#### Data under study ####

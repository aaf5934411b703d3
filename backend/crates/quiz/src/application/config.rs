//! Application Configuration
//!
//! Configuration for the quiz application layer.

use crate::domain::value_object::{max_selections::MaxSelections, points::Points};

/// Quiz application configuration
#[derive(Debug, Clone)]
pub struct QuizConfig {
    /// Points used when a draft does not specify any
    pub default_points: Points,
    /// Selection limit used when a draft does not specify one
    pub default_max_selections: MaxSelections,
}

impl Default for QuizConfig {
    fn default() -> Self {
        Self {
            default_points: Points::DEFAULT,
            default_max_selections: MaxSelections::DEFAULT,
        }
    }
}
//! Common ID Types
//!
//! Type-safe ID wrappers for domain entities.

use serde::{Deserialize, Deserializer, Serialize, Serializer};
use std::fmt;
use std::marker::PhantomData;
use std::str::FromStr;
use uuid::Uuid;

/// Generic typed ID wrapper
///
/// Every call to [`Id::new`] draws a fresh UUID v4, so identifiers are
/// unique across all entities of the process without any shared counter.
///
/// Usage:
/// ```
/// use kernel::id::{Id, markers};
/// type QuestionId = Id<markers::Question>;
/// let a = QuestionId::new();
/// let b = QuestionId::new();
/// assert_ne!(a, b);
/// ```
pub struct Id<T> {
    value: Uuid,
    _marker: PhantomData<fn() -> T>,
}

impl<T> Id<T> {
    /// Create a new random ID (UUID v4)
    pub fn new() -> Self {
        Self {
            value: Uuid::new_v4(),
            _marker: PhantomData,
        }
    }

    /// Create from an existing UUID
    pub fn from_uuid(uuid: Uuid) -> Self {
        Self {
            value: uuid,
            _marker: PhantomData,
        }
    }

    /// Get the underlying UUID
    pub fn as_uuid(&self) -> &Uuid {
        &self.value
    }

    /// Convert to UUID
    pub fn into_uuid(self) -> Uuid {
        self.value
    }
}

// Manual impls: derives would put bounds on the marker type.

impl<T> Clone for Id<T> {
    fn clone(&self) -> Self {
        *self
    }
}

impl<T> Copy for Id<T> {}

impl<T> PartialEq for Id<T> {
    fn eq(&self, other: &Self) -> bool {
        self.value == other.value
    }
}

impl<T> Eq for Id<T> {}

impl<T> std::hash::Hash for Id<T> {
    fn hash<H: std::hash::Hasher>(&self, state: &mut H) {
        std::hash::Hash::hash(&self.value, state);
    }
}

impl<T> Default for Id<T> {
    fn default() -> Self {
        Self::new()
    }
}

impl<T> fmt::Debug for Id<T> {
    fn fmt(&self, f: &mut fmt::Formatter<'_>) -> fmt::Result {
        write!(f, "Id({})", self.value)
    }
}

impl<T> fmt::Display for Id<T> {
    fn fmt(&self, f: &mut fmt::Formatter<'_>) -> fmt::Result {
        write!(f, "{}", self.value)
    }
}

impl<T> FromStr for Id<T> {
    type Err = uuid::Error;

    fn from_str(s: &str) -> Result<Self, Self::Err> {
        Uuid::parse_str(s).map(Self::from_uuid)
    }
}

impl<T> From<Uuid> for Id<T> {
    fn from(uuid: Uuid) -> Self {
        Self::from_uuid(uuid)
    }
}

impl<T> From<Id<T>> for Uuid {
    fn from(id: Id<T>) -> Self {
        id.value
    }
}

impl<T> Serialize for Id<T> {
    fn serialize<S: Serializer>(&self, serializer: S) -> Result<S::Ok, S::Error> {
        self.value.serialize(serializer)
    }
}

impl<'de, T> Deserialize<'de> for Id<T> {
    fn deserialize<D: Deserializer<'de>>(deserializer: D) -> Result<Self, D::Error> {
        Uuid::deserialize(deserializer).map(Self::from_uuid)
    }
}

/// Marker types for different entity IDs
pub mod markers {
    /// Marker for Question IDs
    pub struct Question;

    /// Marker for Choice IDs
    pub struct Choice;
}

/// Type aliases for common IDs
pub type QuestionId = Id<markers::Question>;
pub type ChoiceId = Id<markers::Choice>;

#[cfg(test)]
mod tests {
    use super::*;
    use std::collections::HashSet;

    #[test]
    fn test_id_type_safety() {
        let question_id: QuestionId = Id::new();
        let choice_id: ChoiceId = Id::new();

        // These are different types, cannot be mixed
        let _q: Uuid = question_id.into_uuid();
        let _c: Uuid = choice_id.into_uuid();
    }

    #[test]
    fn test_id_from_uuid() {
        let uuid = Uuid::new_v4();
        let id: ChoiceId = Id::from_uuid(uuid);
        assert_eq!(id.as_uuid(), &uuid);
        assert_eq!(id.as_uuid().get_version_num(), 4);
    }

    #[test]
    fn test_ids_are_unique() {
        let ids: HashSet<ChoiceId> = (0..1000).map(|_| ChoiceId::new()).collect();
        assert_eq!(ids.len(), 1000);
    }

    #[test]
    fn test_display_from_str() {
        let id = QuestionId::new();
        let parsed: QuestionId = id.to_string().parse().unwrap();
        assert_eq!(parsed, id);

        assert!("fsdfds".parse::<ChoiceId>().is_err());
    }

    #[test]
    fn test_serde_as_uuid_string() {
        let id = ChoiceId::new();
        let json = serde_json::to_string(&id).unwrap();
        assert_eq!(json, format!("\"{}\"", id));

        let back: ChoiceId = serde_json::from_str(&json).unwrap();
        assert_eq!(back, id);
    }
}
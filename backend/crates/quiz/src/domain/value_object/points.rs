//! Points Value Object
//!
//! Score awarded for a fully correct answer.

use serde::{Deserialize, Serialize};

use crate::error::ValidationError;

/// Points for a question, always within `MIN..=MAX`
#[derive(Debug, Clone, Copy, PartialEq, Eq, PartialOrd, Ord, Hash, Serialize, Deserialize)]
#[serde(try_from = "i64", into = "u8")]
pub struct Points(u8);

impl Points {
    pub const DEFAULT: Points = Points(1);
    pub const MIN: u8 = 1;
    pub const MAX: u8 = 100;

    pub fn new(value: i64) -> Result<Self, ValidationError> {
        if (i64::from(Self::MIN)..=i64::from(Self::MAX)).contains(&value) {
            Ok(Self(value as u8))
        } else {
            Err(ValidationError::PointsOutOfRange {
                value,
                min: Self::MIN,
                max: Self::MAX,
            })
        }
    }

    pub fn value(&self) -> u8 {
        self.0
    }
}

impl Default for Points {
    fn default() -> Self {
        Self::DEFAULT
    }
}

impl TryFrom<i64> for Points {
    type Error = ValidationError;

    fn try_from(value: i64) -> Result<Self, Self::Error> {
        Self::new(value)
    }
}

impl From<Points> for u8 {
    fn from(p: Points) -> Self {
        p.0
    }
}

#[cfg(test)]
mod tests {
    use super::*;

    #[test]
    fn test_bounds_inclusive() {
        assert_eq!(Points::new(1).unwrap().value(), 1);
        assert_eq!(Points::new(100).unwrap().value(), 100);
    }

    #[test]
    fn test_out_of_range() {
        for value in [-1, 0, 101, 256, i64::MIN, i64::MAX] {
            assert!(
                matches!(
                    Points::new(value),
                    Err(ValidationError::PointsOutOfRange { .. })
                ),
                "{value} should be rejected"
            );
        }
    }

    #[test]
    fn test_default() {
        assert_eq!(Points::default().value(), 1);
    }
}
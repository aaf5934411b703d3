//! Application Error - Unified error type for the application
//!
//! Defines [`AppError`] struct and [`AppResult<T>`] type alias.

use std::borrow::Cow;
use std::error::Error;
use std::fmt;

use super::kind::ErrorKind;

/// アプリケーション統一エラー型
///
/// ドメインごとのエラー（`QuizError` など）はこの型に変換して
/// 呼び出し側へ渡します。ビルダーパターンで構築できます。
///
/// ## Fields
/// * `kind` - エラーの分類
/// * `message` - ユーザー向けのエラーメッセージ
/// * `action` - ユーザーが取るべきアクション（オプション）
/// * `source` - 元のエラー（オプション、デバッグ用）
///
/// ## Examples
/// ```rust
/// use kernel::error::{app_error::AppError, kind::ErrorKind};
///
/// // シンプルなエラー
/// let err = AppError::new(ErrorKind::NotFound, "Choice not found");
///
/// // 詳細なエラー
/// let err = AppError::bad_request("Too many choices selected")
///     .with_action("Select at most 2 choices");
/// ```
pub struct AppError {
    /// エラー種別
    kind: ErrorKind,
    /// ユーザー向けメッセージ
    message: Cow<'static, str>,
    /// ユーザーが取るべきアクション
    action: Option<Cow<'static, str>>,
    /// 元のエラー（デバッグ用）
    source: Option<Box<dyn Error + Send + Sync + 'static>>,
}

/// アプリケーション結果型エイリアス
///
/// `Result<T, AppError>` の省略形です。
pub type AppResult<T> = Result<T, AppError>;

impl AppError {
    // ========================================================================
    // Constructors
    // ========================================================================

    /// 新しいエラーを作成
    ///
    /// ## Arguments
    /// * `kind` - エラー種別
    /// * `message` - ユーザー向けメッセージ
    #[inline]
    pub fn new(kind: ErrorKind, message: impl Into<Cow<'static, str>>) -> Self {
        Self {
            kind,
            message: message.into(),
            action: None,
            source: None,
        }
    }

    /// 400 Bad Request エラー
    #[inline]
    pub fn bad_request(message: impl Into<Cow<'static, str>>) -> Self {
        Self::new(ErrorKind::BadRequest, message)
    }

    /// 404 Not Found エラー
    #[inline]
    pub fn not_found(message: impl Into<Cow<'static, str>>) -> Self {
        Self::new(ErrorKind::NotFound, message)
    }

    /// 422 Unprocessable Entity エラー
    #[inline]
    pub fn unprocessable(message: impl Into<Cow<'static, str>>) -> Self {
        Self::new(ErrorKind::UnprocessableEntity, message)
    }

    // ========================================================================
    // Builder methods
    // ========================================================================

    /// ユーザー向けアクションを設定
    #[inline]
    pub fn with_action(mut self, action: impl Into<Cow<'static, str>>) -> Self {
        self.action = Some(action.into());
        self
    }

    /// 元のエラーを設定（デバッグ用）
    #[inline]
    pub fn with_source<E>(mut self, source: E) -> Self
    where
        E: Error + Send + Sync + 'static,
    {
        self.source = Some(Box::new(source));
        self
    }

    // ========================================================================
    // Accessors
    // ========================================================================

    /// エラー種別を取得
    #[inline]
    pub fn kind(&self) -> ErrorKind {
        self.kind
    }

    /// ステータスコードを取得
    #[inline]
    pub fn status_code(&self) -> u16 {
        self.kind.status_code()
    }

    /// メッセージを取得
    #[inline]
    pub fn message(&self) -> &str {
        &self.message
    }

    /// アクションを取得
    #[inline]
    pub fn action(&self) -> Option<&str> {
        self.action.as_deref()
    }
}

impl fmt::Debug for AppError {
    fn fmt(&self, f: &mut fmt::Formatter<'_>) -> fmt::Result {
        let mut builder = f.debug_struct("AppError");
        builder.field("kind", &self.kind);
        builder.field("message", &self.message);
        if let Some(action) = &self.action {
            builder.field("action", action);
        }
        if let Some(source) = &self.source {
            builder.field("source", source);
        }
        builder.finish()
    }
}

impl fmt::Display for AppError {
    fn fmt(&self, f: &mut fmt::Formatter<'_>) -> fmt::Result {
        write!(f, "[{}] {}", self.kind, self.message)?;
        if let Some(action) = &self.action {
            write!(f, " (Action: {})", action)?;
        }
        Ok(())
    }
}

impl Error for AppError {
    fn source(&self) -> Option<&(dyn Error + 'static)> {
        self.source
            .as_ref()
            .map(|e| e.as_ref() as &(dyn Error + 'static))
    }
}

#[cfg(test)]
mod tests {
    use super::*;

    #[test]
    fn test_new_error() {
        let err = AppError::new(ErrorKind::NotFound, "Choice not found");
        assert_eq!(err.kind(), ErrorKind::NotFound);
        assert_eq!(err.status_code(), 404);
        assert_eq!(err.message(), "Choice not found");
        assert!(err.action().is_none());
    }

    #[test]
    fn test_convenience_constructors() {
        assert_eq!(AppError::bad_request("test").status_code(), 400);
        assert_eq!(AppError::not_found("test").status_code(), 404);
        assert_eq!(AppError::unprocessable("test").status_code(), 422);
    }

    #[test]
    fn test_with_action() {
        let err = AppError::bad_request("Too many choices").with_action("Select fewer choices");
        assert_eq!(err.action(), Some("Select fewer choices"));
    }

    #[test]
    fn test_with_source() {
        let parse_err = "fsdfds".parse::<uuid::Uuid>().unwrap_err();
        let err = AppError::bad_request("Invalid choice id").with_source(parse_err);
        assert!(err.source().is_some());
    }

    #[test]
    fn test_display() {
        let err = AppError::not_found("Choice not found");
        assert_eq!(err.to_string(), "[Not Found] Choice not found");

        let err_with_action =
            AppError::unprocessable("Title is empty").with_action("Enter a title");
        assert!(err_with_action.to_string().contains("Action:"));
    }
}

####

Problem description: Your answer should consist only of the count of lines in the data that contain "ユーザーが取るべきアクション".

Output for this task: 2